By Joydeep Gupta, IANS,
New Delhi : The Ranthambhore national park in Rajasthan, one of India’s oldest and best-known, now has over 40 tigers. This is good news in a country where only an estimated 1,411 are left in the wild. But experts are divided on whether the forest can support this number.
With 14 cubs spotted at water holes inside the national park during a recent state government-conducted tiger census, the number has definitely gone above the carrying capacity of the national park, former Project Tiger chief P.K. Sen said Tuesday.
But another eminent wildlife expert, Belinda Wright, pointed out that in the early 1980s Ranthambhore had even more tigers.
Sen, who now works with the volunatry organisation Ranthambhore Foundation, said unless steps were taken to increase the area of the national park by including the adjacent Sawai Man Singh sanctuary, these cubs would push the older tigers out of the forest once they grew up.
“The Sawai Man Singh sanctuary has good sources of water and a good prey base (for tigers). But it has no tigers now because it does not have the same protection level as the national park. It should be immediately made part of the national park,” Sen said.
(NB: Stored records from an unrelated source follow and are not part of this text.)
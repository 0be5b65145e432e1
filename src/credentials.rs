//! API credentials.
//!
//! Storage is someone else's job: the search pipeline only asks a [`CredentialProvider`] for
//! an opaque key and search-engine id when an invocation starts.

use std::fmt;

use crate::config::Config;
use crate::search::SearchError;

pub const KEY_ENV: &str = "GOOGLE_SEARCH_KEY";
pub const CX_ENV: &str = "GOOGLE_SEARCH_CX";

const SETUP_HINT: &str = "set `key` and `cx` under [credentials] in the config file, \
     or the GOOGLE_SEARCH_KEY and GOOGLE_SEARCH_CX environment variables.\n\
     Get an API key: https://developers.google.com/custom-search/v1/introduction\n\
     Create a cx:    https://programmablesearchengine.google.com/controlpanel/all";

/// API key plus programmable search engine id
#[derive(Clone, PartialEq, Eq)]
pub struct Credentials {
    pub key: String,
    pub cx: String,
}

impl Credentials {
    pub fn new(key: impl Into<String>, cx: impl Into<String>) -> Self {
        Self {
            key: key.into(),
            cx: cx.into(),
        }
    }

    fn validate(self) -> Result<Self, SearchError> {
        if self.key.trim().is_empty() {
            return Err(SearchError::MissingCredentials(format!(
                "no API key configured; {SETUP_HINT}"
            )));
        }
        if self.cx.trim().is_empty() {
            return Err(SearchError::MissingCredentials(format!(
                "no search engine id (cx) configured; {SETUP_HINT}"
            )));
        }
        Ok(self)
    }
}

impl fmt::Debug for Credentials {
    fn fmt(&self, f: &mut fmt::Formatter<'_>) -> fmt::Result {
        f.debug_struct("Credentials")
            .field("key", &"***REDACTED***")
            .field("cx", &self.cx)
            .finish()
    }
}

/// Source of credentials for one search invocation
pub trait CredentialProvider: Send + Sync {
    fn credentials(&self) -> Result<Credentials, SearchError>;
}

/// Fixed credentials, e.g. from a config file
pub struct StaticCredentials(Credentials);

impl StaticCredentials {
    pub fn new(credentials: Credentials) -> Self {
        Self(credentials)
    }
}

impl CredentialProvider for StaticCredentials {
    fn credentials(&self) -> Result<Credentials, SearchError> {
        self.0.clone().validate()
    }
}

/// Credentials from `GOOGLE_SEARCH_KEY` / `GOOGLE_SEARCH_CX`
pub struct EnvCredentials;

impl CredentialProvider for EnvCredentials {
    fn credentials(&self) -> Result<Credentials, SearchError> {
        let key = std::env::var(KEY_ENV).unwrap_or_default();
        let cx = std::env::var(CX_ENV).unwrap_or_default();
        Credentials::new(key, cx).validate()
    }
}

/// First provider that yields valid credentials wins
pub struct ChainedCredentials {
    providers: Vec<Box<dyn CredentialProvider>>,
}

impl ChainedCredentials {
    pub fn new(providers: Vec<Box<dyn CredentialProvider>>) -> Self {
        Self { providers }
    }

    /// Config file credentials, falling back to the environment.
    pub fn from_config(config: &Config) -> Self {
        let mut providers: Vec<Box<dyn CredentialProvider>> = Vec::new();
        if let Some(section) = &config.credentials {
            providers.push(Box::new(StaticCredentials::new(Credentials::new(
                section.key.clone(),
                section.cx.clone(),
            ))));
        }
        providers.push(Box::new(EnvCredentials));
        Self::new(providers)
    }
}

impl CredentialProvider for ChainedCredentials {
    fn credentials(&self) -> Result<Credentials, SearchError> {
        let mut last_err = None;
        for provider in &self.providers {
            match provider.credentials() {
                Ok(credentials) => return Ok(credentials),
                Err(e) => last_err = Some(e),
            }
        }
        Err(last_err.unwrap_or_else(|| {
            SearchError::MissingCredentials(format!("no credential source; {SETUP_HINT}"))
        }))
    }
}
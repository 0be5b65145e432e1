use std::collections::BTreeSet;

/// Include/exclude domain lists pushed into every request
///
/// Include order is significant: it fixes both the round-robin order of per-site
/// pagination and the order of the `(site:a OR site:b)` clause.
#[derive(Debug, Clone, Default, PartialEq, Eq)]
pub struct SiteFilterSet {
    include: Vec<String>,
    exclude: BTreeSet<String>,
}

impl SiteFilterSet {
    pub fn new() -> Self {
        Self::default()
    }

    /// Add an include domain; repeats keep their first position.
    pub fn include(&mut self, domain: impl Into<String>) {
        let domain = normalize(domain.into());
        if !domain.is_empty() && !self.include.contains(&domain) {
            self.include.push(domain);
        }
    }

    pub fn exclude(&mut self, domain: impl Into<String>) {
        let domain = normalize(domain.into());
        if !domain.is_empty() {
            self.exclude.insert(domain);
        }
    }

    pub fn includes(&self) -> &[String] {
        &self.include
    }

    pub fn excludes(&self) -> impl Iterator<Item = &str> {
        self.exclude.iter().map(String::as_str)
    }

    pub fn is_empty(&self) -> bool {
        self.include.is_empty() && self.exclude.is_empty()
    }
}

fn normalize(domain: String) -> String {
    domain.trim().to_ascii_lowercase()
}
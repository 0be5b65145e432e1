use serde::{Deserialize, Serialize};
use serde_json::Value;

/// A record the response normalizer can build from one entry of `items`.
pub trait SearchItem: Send + Sized {
    /// Build a record from one JSON item. Missing fields default to empty.
    fn from_item(item: &Value) -> Self;
}

/// One web search result
#[derive(Debug, Clone, Default, PartialEq, Serialize, Deserialize)]
pub struct SearchResult {
    pub title: String,
    pub link: String,
    pub snippet: String,
    pub display_link: String,
    pub formatted_url: String,
    pub html_formatted_url: String,
    pub html_title: String,
    pub html_snippet: String,
    pub mime: String,
    pub file_format: String,
    /// Structured page metadata, passed through untouched
    #[serde(skip_serializing_if = "Option::is_none")]
    pub pagemap: Option<Value>,
    /// Host of `link`; never read from the payload
    pub site: String,
    /// Reserved for date ordering hints; the API never returns it
    pub date: Option<String>,
}

impl SearchItem for SearchResult {
    fn from_item(item: &Value) -> Self {
        let link = text(item, "link");
        Self {
            title: text(item, "title"),
            snippet: text(item, "snippet"),
            display_link: text(item, "displayLink"),
            formatted_url: text(item, "formattedUrl"),
            html_formatted_url: text(item, "htmlFormattedUrl"),
            html_title: text(item, "htmlTitle"),
            html_snippet: text(item, "htmlSnippet"),
            mime: text(item, "mime"),
            file_format: text(item, "fileFormat"),
            pagemap: item.get("pagemap").filter(|v| !v.is_null()).cloned(),
            site: extract_domain(&link),
            date: None,
            link,
        }
    }
}

/// One image search result
#[derive(Debug, Clone, Default, PartialEq, Serialize, Deserialize)]
pub struct ImageResult {
    pub title: String,
    /// For image search the link is the image itself
    pub link: String,
    pub image_url: String,
    pub thumbnail_url: String,
    pub width: i64,
    pub height: i64,
    pub thumbnail_width: i64,
    pub thumbnail_height: i64,
    /// Page the image appears on
    pub context_link: String,
    pub mime: String,
    pub snippet: String,
    pub site: String,
}

impl SearchItem for ImageResult {
    fn from_item(item: &Value) -> Self {
        let link = text(item, "link");
        let image = &item["image"];
        Self {
            title: text(item, "title"),
            image_url: link.clone(),
            thumbnail_url: text(image, "thumbnailLink"),
            width: integer(image, "width"),
            height: integer(image, "height"),
            thumbnail_width: integer(image, "thumbnailWidth"),
            thumbnail_height: integer(image, "thumbnailHeight"),
            context_link: text(image, "contextLink"),
            mime: text(item, "mime"),
            snippet: text(item, "snippet"),
            site: extract_domain(&link),
            link,
        }
    }
}

fn text(obj: &Value, key: &str) -> String {
    obj[key].as_str().unwrap_or("").to_string()
}

fn integer(obj: &Value, key: &str) -> i64 {
    obj[key].as_i64().unwrap_or(0)
}

/// Host portion of a URL: scheme and everything from the first `/` after it are dropped.
pub fn extract_domain(url: &str) -> String {
    let rest = match url.find("://") {
        Some(idx) => &url[idx + 3..],
        None => url,
    };
    let end = rest.find('/').unwrap_or(rest.len());
    rest[..end].to_string()
}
The Ranthambhore national park is guarded by the Rajasthan Armed Constabulary.
However, Belinda Wright pointed out that cubs were not territorial and once they grew up they would have plenty of space to spread, “because the national park is only one-third the size of the tiger reserve, and all the tigers are now concentrated in the national park”.
Asked if the Sawai Man Singh sanctuary should be added to the national park area, Wright said: “Why upset the balance? It is far more important to concentrate on the Keladevi sanctuary (adjacent to the Ranthambhore park), to the north.”
Given the increase in tiger numbers in Ranthambhore, there has been a proposal to relocate some of the tigers to the Sariska national park, another reserve forest in Rajasthan, which lost all its tigers a few years ago.
Asked about this, Sen said some tigers could be relocated “as long as they are assured protection. Sariska can support up to 20 tigers. They vanished due to lack of protection”.
Wright said: “The state government is addressing the protection problem. So yes, there can be relocation, if it is done appropriately, if it is not done hurriedly and if it is not done in the heat of summer.”
The Ranthambhore national park was among the first set of forests to be provided protection when India started its Project Tiger in 1973 in an effort to protect the big cats.